Agencies today are focused on external threats. They are bolstering their end-points with anti-virus protection, strengthening their perimeter and gateways with next-generation firewalls, and actively patrolling their network with intrusion detection systems (IDS/IPS). But analysts now believe that insider threats, whether malicious or inadvertent, may pose the greatest risk.
An insider threat is defined as…
“a current or former employee, contractor, or other business partner who has or had authorized access to an organization’s network, system, or data and intentionally exceeded or misused that access in a manner that negatively affected the confidentiality, integrity, or availability of the organization’s information or information systems.[i]”
Dealing with insider threats is less about technology and more about understanding the drives and motivation of the insider, and the organization he/she works for. Eric Shaw, Ph.D. and Harley V. Stock Ph.D. in their white paper “Behavioral Risk Indicators of Malicious Insider Theft of Property: Misreading the Writing on the Wall[ii]” talks about employees at risk and the psychology of IP theft. He discusses two profiles: The entitled disgruntled thief and the Machiavellian leader. He then goes on to talk about what they steal, and when, how and why they steal.
At the conclusion of the paper Drs. Shaw and Stock provide a Risk Assessment Checklist, which gives detailed steps for areas like pre-employment screening and training and education.
For those wanting to get deeper into the mind of the insider, users should read the seminal work “Ten Tales of Betrayal[iii]” by Dr. Eric D. Shaw and Lynn F. Fischer who provide their observations and analysis on ten insider threats that occurred before 2003. The cases were selected by the Defense Personnel Security Research Center (PERSEREC), where in each case a disgruntled of self-interested offender seriously damaged or compromised the operability of critical information systems.
In a comparative analysis, the study found that at the time of the attack only one offender was employed by the organization. Of the nine employees, seven were fired, laid off, terminated or on probation. Only two employees resigned. Seven of the attacks were performed remotely and two were performed with time bombs. The study analyzed personal stressors that affected each employee; a demotion, a rejection or some sort of betrayal. What was surprising to me was that in all cases the employer knew about the nature of the disgruntlement well in advance of the attack.

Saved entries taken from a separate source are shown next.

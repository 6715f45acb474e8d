//! Bridge session lifecycle.
//!
//! `Disconnected → Connected → Running → ShuttingDown → Stopped`, strictly in
//! that order. Teardown stops the relay, then releases the log file, then
//! closes the chat connection, so nothing is sent on a closing connection.

use std::{future::Future, sync::Arc};

use tokio::{task::JoinHandle, time::timeout};
use tokio_util::sync::CancellationToken;

use crate::{
    config::Config,
    domain::ChannelRef,
    messaging::types::resolve_channel,
    ports::{ChatConnection, Connector, FileFollower, FollowSource},
    relay::{run_relay_counted, RelayCounters, RelayStats},
    responder::CommandResponder,
    Error, Result,
};

#[derive(Clone, Copy, Debug, PartialEq, Eq)]
pub enum SessionState {
    Disconnected,
    Connected,
    Running,
    ShuttingDown,
    Stopped,
}

impl SessionState {
    fn next(self) -> Option<SessionState> {
        match self {
            Self::Disconnected => Some(Self::Connected),
            Self::Connected => Some(Self::Running),
            Self::Running => Some(Self::ShuttingDown),
            Self::ShuttingDown => Some(Self::Stopped),
            Self::Stopped => None,
        }
    }
}

pub struct BridgeSession {
    cfg: Arc<Config>,
    state: SessionState,
    cancel: CancellationToken,
    connection: Option<Arc<dyn ChatConnection>>,
    follower: Option<Box<dyn FileFollower>>,
    relay: Option<JoinHandle<RelayStats>>,
    counters: Arc<RelayCounters>,
}

impl BridgeSession {
    pub fn new(cfg: Arc<Config>) -> Self {
        Self {
            cfg,
            state: SessionState::Disconnected,
            cancel: CancellationToken::new(),
            connection: None,
            follower: None,
            relay: None,
            counters: Arc::default(),
        }
    }

    pub fn state(&self) -> SessionState {
        self.state
    }

    fn check(&self, to: SessionState) -> Result<()> {
        if self.state.next() == Some(to) {
            Ok(())
        } else {
            Err(Error::InvalidTransition {
                from: self.state,
                to,
            })
        }
    }

    fn advance(&mut self, to: SessionState) -> Result<()> {
        self.check(to)?;
        tracing::info!(from = ?self.state, to = ?to, "session state");
        self.state = to;
        Ok(())
    }

    /// Authenticate and open the chat connection.
    pub async fn connect(&mut self, connector: &dyn Connector) -> Result<()> {
        self.check(SessionState::Connected)?;

        let conn = connector.connect(&self.cfg.discord_token).await?;
        tracing::info!(user_id = conn.identity().0, "connected to chat platform");
        self.connection = Some(conn);

        self.advance(SessionState::Connected)
    }

    /// Resolve the destination channel, start following the log, spawn the
    /// relay and start answering commands.
    ///
    /// On failure anything already started is released again, but the
    /// connection stays open for the caller to close.
    pub async fn start(&mut self, source: &dyn FollowSource) -> Result<ChannelRef> {
        self.check(SessionState::Running)?;
        let conn = self
            .connection
            .clone()
            .ok_or_else(|| Error::Connection("no connection".to_string()))?;
        let messenger = conn.messenger();

        let channels = messenger.list_channels(self.cfg.guild_id).await?;
        let dest = resolve_channel(&channels, &self.cfg.channel_name).ok_or_else(|| {
            Error::ChannelNotFound {
                name: self.cfg.channel_name.clone(),
                guild: self.cfg.guild_id.0,
            }
        })?;
        tracing::info!(
            channel = %self.cfg.channel_name,
            channel_id = dest.0,
            "resolved destination channel"
        );

        let mut follower = source.follow(&self.cfg.log_file, self.cfg.start).await?;
        let Some(lines) = follower.take_lines() else {
            let _ = follower.stop().await;
            return Err(Error::External(
                "log follower line stream already taken".to_string(),
            ));
        };
        tracing::info!(
            path = %self.cfg.log_file.display(),
            offset = follower.tell(),
            "following log file"
        );
        self.follower = Some(follower);

        self.relay = Some(tokio::spawn(run_relay_counted(
            lines,
            messenger.clone(),
            dest,
            self.cfg.relay_config(),
            self.cancel.clone(),
            self.counters.clone(),
        )));

        let responder = Arc::new(CommandResponder::new(conn.identity(), messenger));
        if let Err(e) = conn.listen(responder).await {
            self.release_started().await;
            return Err(e);
        }

        self.advance(SessionState::Running)?;
        Ok(dest)
    }

    /// Block until `shutdown` resolves, then tear everything down.
    ///
    /// The relay ending on its own (the follower died) or the connection
    /// dropping also triggers teardown; the session still stops cleanly but
    /// the cause is returned as an error.
    pub async fn run_until<F>(&mut self, shutdown: F) -> Result<RelayStats>
    where
        F: Future<Output = ()>,
    {
        if self.state != SessionState::Running {
            return Err(Error::InvalidTransition {
                from: self.state,
                to: SessionState::ShuttingDown,
            });
        }
        let conn = self
            .connection
            .clone()
            .ok_or_else(|| Error::Connection("no connection".to_string()))?;

        let relay = self.relay.as_mut();
        let relay_ended = async move {
            match relay {
                Some(handle) => handle.await,
                None => std::future::pending().await,
            }
        };

        let mut failure = None;
        let mut relay_gone = false;
        tokio::select! {
          _ = shutdown => {
            tracing::info!("termination requested");
          }
          res = relay_ended => {
            relay_gone = true;
            if let Err(e) = res {
              tracing::error!(error = %e, "relay task failed");
            }
            tracing::error!("relay loop ended before shutdown was requested");
            failure = Some(Error::External(
              "log follower stopped unexpectedly".to_string(),
            ));
          }
          err = conn.terminated() => {
            tracing::error!(error = %err, "chat connection lost");
            failure = Some(err);
          }
        }
        if relay_gone {
            self.relay = None;
        }

        let stats = self.shutdown().await?;
        match failure {
            Some(e) => Err(e),
            None => Ok(stats),
        }
    }

    /// `Running → ShuttingDown → Stopped`.
    pub async fn shutdown(&mut self) -> Result<RelayStats> {
        self.advance(SessionState::ShuttingDown)?;
        self.cancel.cancel();

        if let Some(mut handle) = self.relay.take() {
            match timeout(self.cfg.shutdown_timeout, &mut handle).await {
                Ok(Ok(_)) => {}
                Ok(Err(e)) => tracing::error!(error = %e, "relay task failed"),
                Err(_) => {
                    tracing::warn!(
                        timeout_ms = self.cfg.shutdown_timeout.as_millis() as u64,
                        "relay did not stop in time, aborting it"
                    );
                    handle.abort();
                }
            }
        }
        let stats = self.counters.snapshot();
        tracing::info!(
            lines = stats.lines,
            relayed = stats.relayed,
            read_errors = stats.read_errors,
            dropped = stats.dropped,
            "relay stopped"
        );

        if let Some(mut follower) = self.follower.take() {
            match follower.stop().await {
                Ok(offset) => tracing::info!(offset, "log follower stopped"),
                Err(e) => tracing::warn!(error = %e, "failed to stop log follower"),
            }
        }

        if let Some(conn) = self.connection.take() {
            if let Err(e) = conn.close().await {
                tracing::warn!(error = %e, "failed to close chat connection");
            }
        }

        self.advance(SessionState::Stopped)?;
        Ok(stats)
    }

    /// Close the connection after a failed startup. No-op once stopped.
    pub async fn abandon(&mut self) {
        self.release_started().await;
        if let Some(conn) = self.connection.take() {
            if let Err(e) = conn.close().await {
                tracing::warn!(error = %e, "failed to close chat connection");
            }
        }
    }

    async fn release_started(&mut self) {
        self.cancel.cancel();
        if let Some(handle) = self.relay.take() {
            let _ = handle.await;
        }
        if let Some(mut follower) = self.follower.take() {
            let _ = follower.stop().await;
        }
    }
}

/// Full bridge run: connect, start, wait for `shutdown`, tear down.
pub async fn run<F>(
    cfg: Arc<Config>,
    connector: &dyn Connector,
    source: &dyn FollowSource,
    shutdown: F,
) -> Result<RelayStats>
where
    F: Future<Output = ()>,
{
    let mut session = BridgeSession::new(cfg);
    session.connect(connector).await?;

    if let Err(e) = session.start(source).await {
        session.abandon().await;
        return Err(e);
    }

    session.run_until(shutdown).await
}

The paper concludes with nineteen key findings with implications relevant to prevention, detection and personnel management. The section on prevention deals with things like stressors as risk indicators and potential means for prevention. Implications related to detection talks social and cultural conflicts as risks and the occurrence of personal problems prior to an attack. The section on personnel management covers issues such as failure to perform basic screenings.
The study found that while the subjects had diverse backgrounds and were employed in a variety of positions, one thing was clear—nine out of ten subjects were dealing with some of sort of serious employment problem that ended, or threatened, their job.
When looking for information on insider threats, there is no better resource The CERT Insider Threat Center run by Carnegie Mellon University’s Software Engineering Institute (SEI).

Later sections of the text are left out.